*YOUR OBJECTIVE*
Would you return every line of the listing below that has "painted" in it?

*THE RECORDS*
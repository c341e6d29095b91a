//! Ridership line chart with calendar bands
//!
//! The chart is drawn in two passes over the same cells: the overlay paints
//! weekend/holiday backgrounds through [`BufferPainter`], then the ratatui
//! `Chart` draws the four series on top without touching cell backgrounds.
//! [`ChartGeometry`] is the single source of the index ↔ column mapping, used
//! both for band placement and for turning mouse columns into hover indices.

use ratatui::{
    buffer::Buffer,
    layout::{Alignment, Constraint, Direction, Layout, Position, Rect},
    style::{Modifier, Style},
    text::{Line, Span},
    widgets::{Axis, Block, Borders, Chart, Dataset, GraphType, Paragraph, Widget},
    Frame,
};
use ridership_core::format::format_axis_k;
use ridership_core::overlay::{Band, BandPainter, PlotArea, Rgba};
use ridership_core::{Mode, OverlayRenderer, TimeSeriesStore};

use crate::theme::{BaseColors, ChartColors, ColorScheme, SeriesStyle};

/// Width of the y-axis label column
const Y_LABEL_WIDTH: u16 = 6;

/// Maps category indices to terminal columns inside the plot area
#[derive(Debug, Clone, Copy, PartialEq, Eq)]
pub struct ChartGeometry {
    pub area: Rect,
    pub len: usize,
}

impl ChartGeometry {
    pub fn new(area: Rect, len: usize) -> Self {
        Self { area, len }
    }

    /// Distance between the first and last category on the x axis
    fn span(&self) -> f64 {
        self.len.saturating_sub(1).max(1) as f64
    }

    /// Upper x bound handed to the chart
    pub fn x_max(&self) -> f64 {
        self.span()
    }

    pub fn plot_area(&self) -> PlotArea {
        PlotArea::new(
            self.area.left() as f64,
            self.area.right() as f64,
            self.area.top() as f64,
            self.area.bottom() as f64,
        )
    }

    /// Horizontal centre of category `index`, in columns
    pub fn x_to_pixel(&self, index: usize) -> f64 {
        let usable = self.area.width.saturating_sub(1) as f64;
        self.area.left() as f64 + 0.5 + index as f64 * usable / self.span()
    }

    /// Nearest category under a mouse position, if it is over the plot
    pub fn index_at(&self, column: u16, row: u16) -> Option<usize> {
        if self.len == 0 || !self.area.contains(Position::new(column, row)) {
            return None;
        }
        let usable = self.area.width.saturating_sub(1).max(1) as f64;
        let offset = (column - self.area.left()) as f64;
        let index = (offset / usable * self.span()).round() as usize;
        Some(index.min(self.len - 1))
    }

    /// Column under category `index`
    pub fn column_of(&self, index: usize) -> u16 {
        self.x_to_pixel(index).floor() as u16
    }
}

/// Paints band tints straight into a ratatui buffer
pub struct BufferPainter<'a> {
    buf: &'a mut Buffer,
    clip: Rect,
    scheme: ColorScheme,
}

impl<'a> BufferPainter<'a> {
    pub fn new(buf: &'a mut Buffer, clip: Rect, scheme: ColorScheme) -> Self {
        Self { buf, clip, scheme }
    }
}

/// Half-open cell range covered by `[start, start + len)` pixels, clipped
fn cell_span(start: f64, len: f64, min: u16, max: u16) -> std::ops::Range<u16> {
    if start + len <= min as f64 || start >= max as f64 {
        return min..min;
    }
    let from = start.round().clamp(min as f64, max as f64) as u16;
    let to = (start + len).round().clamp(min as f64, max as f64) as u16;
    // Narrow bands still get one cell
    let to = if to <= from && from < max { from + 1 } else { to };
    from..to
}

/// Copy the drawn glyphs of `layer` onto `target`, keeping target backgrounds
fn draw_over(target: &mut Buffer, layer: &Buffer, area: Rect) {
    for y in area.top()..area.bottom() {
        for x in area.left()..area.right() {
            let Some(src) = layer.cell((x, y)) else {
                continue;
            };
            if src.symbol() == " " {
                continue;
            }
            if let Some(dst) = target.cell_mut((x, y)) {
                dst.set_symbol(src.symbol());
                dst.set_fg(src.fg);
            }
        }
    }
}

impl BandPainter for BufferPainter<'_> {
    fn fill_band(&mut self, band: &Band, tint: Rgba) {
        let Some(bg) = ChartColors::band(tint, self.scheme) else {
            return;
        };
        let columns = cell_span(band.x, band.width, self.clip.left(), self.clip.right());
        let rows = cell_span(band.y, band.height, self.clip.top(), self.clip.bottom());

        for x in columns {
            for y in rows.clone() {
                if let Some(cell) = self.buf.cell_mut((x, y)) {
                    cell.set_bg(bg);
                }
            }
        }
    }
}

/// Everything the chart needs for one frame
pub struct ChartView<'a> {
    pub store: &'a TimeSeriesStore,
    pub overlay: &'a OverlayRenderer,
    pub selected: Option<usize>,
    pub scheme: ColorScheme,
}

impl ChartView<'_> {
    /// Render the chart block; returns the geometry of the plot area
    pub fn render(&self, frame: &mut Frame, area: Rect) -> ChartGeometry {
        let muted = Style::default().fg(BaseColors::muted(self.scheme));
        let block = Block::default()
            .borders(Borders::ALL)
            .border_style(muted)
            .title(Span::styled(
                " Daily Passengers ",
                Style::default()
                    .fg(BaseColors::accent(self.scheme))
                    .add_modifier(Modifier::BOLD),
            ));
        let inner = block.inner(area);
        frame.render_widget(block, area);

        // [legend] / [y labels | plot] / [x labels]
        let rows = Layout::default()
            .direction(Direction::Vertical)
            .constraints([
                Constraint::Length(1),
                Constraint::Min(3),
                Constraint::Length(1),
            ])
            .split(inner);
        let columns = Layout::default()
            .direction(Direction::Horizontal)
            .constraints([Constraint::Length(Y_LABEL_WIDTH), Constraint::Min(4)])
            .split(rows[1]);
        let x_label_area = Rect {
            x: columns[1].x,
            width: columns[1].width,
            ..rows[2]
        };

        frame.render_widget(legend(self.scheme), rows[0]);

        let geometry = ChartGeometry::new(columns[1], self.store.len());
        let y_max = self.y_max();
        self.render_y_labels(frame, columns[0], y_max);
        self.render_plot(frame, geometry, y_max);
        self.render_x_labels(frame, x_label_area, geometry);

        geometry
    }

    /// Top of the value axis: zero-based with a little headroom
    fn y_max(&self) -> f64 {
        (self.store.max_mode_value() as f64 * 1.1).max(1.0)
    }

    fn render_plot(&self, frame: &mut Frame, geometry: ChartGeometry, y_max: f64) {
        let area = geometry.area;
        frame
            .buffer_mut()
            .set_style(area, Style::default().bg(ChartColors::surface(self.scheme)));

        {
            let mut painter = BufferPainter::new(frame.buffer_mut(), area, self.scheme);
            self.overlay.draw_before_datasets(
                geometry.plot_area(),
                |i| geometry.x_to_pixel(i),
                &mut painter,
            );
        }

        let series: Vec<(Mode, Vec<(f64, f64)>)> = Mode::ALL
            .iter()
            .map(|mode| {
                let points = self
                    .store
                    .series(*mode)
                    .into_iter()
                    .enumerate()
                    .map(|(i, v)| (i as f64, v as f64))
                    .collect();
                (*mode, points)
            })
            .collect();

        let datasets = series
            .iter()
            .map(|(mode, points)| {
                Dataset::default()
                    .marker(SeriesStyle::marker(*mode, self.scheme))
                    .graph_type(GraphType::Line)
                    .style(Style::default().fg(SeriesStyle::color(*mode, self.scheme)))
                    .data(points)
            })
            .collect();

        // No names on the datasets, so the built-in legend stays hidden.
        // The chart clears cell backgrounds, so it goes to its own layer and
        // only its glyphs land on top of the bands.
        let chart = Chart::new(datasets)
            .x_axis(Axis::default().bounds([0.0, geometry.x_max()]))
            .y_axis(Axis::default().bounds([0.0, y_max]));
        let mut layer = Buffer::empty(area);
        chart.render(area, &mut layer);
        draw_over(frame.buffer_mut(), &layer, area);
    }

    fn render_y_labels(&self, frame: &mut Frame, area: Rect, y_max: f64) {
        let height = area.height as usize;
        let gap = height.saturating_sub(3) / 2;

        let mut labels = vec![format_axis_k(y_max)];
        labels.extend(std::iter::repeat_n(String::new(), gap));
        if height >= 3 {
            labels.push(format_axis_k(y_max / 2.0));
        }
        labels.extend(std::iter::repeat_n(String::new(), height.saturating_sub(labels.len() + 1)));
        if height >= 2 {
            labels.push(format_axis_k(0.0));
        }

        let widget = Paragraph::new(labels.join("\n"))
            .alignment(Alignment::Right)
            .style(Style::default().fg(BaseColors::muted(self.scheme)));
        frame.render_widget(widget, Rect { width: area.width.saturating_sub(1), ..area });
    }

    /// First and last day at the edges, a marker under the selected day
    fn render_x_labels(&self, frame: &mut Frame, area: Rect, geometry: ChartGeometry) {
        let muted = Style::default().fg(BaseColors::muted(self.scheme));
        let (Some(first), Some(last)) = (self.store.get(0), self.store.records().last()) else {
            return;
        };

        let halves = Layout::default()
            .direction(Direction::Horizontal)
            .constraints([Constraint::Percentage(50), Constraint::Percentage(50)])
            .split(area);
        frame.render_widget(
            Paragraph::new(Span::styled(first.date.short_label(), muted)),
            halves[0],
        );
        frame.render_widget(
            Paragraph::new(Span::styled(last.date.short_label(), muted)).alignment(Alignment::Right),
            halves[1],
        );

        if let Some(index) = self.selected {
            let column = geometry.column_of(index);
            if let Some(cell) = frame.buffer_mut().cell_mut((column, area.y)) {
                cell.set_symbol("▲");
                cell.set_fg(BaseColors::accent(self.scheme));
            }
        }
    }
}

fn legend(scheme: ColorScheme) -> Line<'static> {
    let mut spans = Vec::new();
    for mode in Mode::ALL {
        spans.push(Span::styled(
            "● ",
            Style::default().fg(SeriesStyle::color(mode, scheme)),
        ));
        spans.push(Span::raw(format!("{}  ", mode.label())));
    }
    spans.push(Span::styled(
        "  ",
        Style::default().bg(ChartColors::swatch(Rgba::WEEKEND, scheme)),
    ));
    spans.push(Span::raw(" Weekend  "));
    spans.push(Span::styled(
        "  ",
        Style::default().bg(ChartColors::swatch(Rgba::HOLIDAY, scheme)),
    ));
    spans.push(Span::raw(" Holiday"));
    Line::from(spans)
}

==

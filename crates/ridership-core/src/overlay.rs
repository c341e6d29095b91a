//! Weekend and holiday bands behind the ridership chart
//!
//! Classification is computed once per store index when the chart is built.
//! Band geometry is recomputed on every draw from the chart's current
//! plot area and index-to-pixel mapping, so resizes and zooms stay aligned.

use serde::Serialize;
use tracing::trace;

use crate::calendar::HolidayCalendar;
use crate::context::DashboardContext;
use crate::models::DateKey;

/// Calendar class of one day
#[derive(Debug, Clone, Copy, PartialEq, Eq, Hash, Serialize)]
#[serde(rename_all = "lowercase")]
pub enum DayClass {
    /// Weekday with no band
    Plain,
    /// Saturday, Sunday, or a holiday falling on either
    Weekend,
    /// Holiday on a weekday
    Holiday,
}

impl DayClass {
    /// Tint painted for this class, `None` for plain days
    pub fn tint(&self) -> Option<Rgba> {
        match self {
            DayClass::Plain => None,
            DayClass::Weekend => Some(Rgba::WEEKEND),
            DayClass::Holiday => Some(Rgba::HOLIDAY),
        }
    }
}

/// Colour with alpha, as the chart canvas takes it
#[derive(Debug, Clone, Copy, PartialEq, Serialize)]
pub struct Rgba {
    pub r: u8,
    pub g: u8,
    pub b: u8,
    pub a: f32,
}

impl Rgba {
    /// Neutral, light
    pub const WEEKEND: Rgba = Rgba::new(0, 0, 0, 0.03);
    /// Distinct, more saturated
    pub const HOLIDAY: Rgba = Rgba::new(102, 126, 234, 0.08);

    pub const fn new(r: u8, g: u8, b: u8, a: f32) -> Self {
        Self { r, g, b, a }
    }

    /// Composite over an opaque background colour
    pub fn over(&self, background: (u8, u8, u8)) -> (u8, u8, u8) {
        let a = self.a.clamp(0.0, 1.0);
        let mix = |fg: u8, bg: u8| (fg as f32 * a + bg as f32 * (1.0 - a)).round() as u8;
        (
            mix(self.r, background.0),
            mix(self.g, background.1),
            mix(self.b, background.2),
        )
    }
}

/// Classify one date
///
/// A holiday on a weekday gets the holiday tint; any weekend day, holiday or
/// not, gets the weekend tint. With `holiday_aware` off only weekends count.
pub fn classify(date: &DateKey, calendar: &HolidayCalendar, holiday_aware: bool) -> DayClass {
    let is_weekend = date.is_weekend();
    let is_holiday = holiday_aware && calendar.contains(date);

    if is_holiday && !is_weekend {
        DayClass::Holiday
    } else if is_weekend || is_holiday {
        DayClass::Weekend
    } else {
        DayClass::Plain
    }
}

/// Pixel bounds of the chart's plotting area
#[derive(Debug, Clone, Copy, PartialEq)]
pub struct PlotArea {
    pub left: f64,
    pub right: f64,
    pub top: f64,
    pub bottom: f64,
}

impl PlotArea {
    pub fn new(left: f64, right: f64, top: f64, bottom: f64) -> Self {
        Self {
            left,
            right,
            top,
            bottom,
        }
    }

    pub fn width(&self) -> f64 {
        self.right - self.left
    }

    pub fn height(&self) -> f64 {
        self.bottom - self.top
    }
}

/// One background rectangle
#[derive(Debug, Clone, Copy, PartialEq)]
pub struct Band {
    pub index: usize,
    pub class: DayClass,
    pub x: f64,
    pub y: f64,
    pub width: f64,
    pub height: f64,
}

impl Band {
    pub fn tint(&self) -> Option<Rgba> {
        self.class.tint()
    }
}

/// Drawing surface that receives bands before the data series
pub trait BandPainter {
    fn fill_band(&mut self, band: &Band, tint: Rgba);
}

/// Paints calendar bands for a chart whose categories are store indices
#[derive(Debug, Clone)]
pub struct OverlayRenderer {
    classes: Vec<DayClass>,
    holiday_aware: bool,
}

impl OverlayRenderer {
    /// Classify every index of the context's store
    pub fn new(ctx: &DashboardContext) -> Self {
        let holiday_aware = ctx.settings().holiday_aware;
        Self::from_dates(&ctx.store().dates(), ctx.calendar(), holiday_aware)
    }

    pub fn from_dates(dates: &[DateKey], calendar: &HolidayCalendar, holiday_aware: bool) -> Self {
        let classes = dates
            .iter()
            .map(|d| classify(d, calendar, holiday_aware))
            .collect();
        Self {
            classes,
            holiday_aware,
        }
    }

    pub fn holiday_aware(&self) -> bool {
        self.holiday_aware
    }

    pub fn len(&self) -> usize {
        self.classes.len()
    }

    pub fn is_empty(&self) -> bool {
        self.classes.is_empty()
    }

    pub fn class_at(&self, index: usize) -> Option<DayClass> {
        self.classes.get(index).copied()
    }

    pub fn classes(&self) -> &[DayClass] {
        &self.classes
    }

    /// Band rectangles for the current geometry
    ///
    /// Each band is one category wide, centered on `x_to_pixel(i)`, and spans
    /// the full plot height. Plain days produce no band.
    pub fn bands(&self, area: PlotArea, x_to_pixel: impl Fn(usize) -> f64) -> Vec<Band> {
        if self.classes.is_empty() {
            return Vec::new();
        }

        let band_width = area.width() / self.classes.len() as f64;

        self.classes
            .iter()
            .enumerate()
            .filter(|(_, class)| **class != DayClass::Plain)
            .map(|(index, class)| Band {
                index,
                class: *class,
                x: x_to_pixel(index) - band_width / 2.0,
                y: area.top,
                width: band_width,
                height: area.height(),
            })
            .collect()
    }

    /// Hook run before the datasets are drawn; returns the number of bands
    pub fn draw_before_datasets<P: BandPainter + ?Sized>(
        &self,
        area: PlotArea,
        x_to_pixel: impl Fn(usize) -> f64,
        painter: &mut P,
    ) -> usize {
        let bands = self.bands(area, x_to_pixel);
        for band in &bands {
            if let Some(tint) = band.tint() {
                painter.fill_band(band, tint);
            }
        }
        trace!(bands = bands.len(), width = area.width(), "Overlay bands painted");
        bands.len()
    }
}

*THE COMPLETED TASK*
    /// Tint painted for this class, `None` for plain days
        trace!(bands = bands.len(), width = area.width(), "Overlay bands painted");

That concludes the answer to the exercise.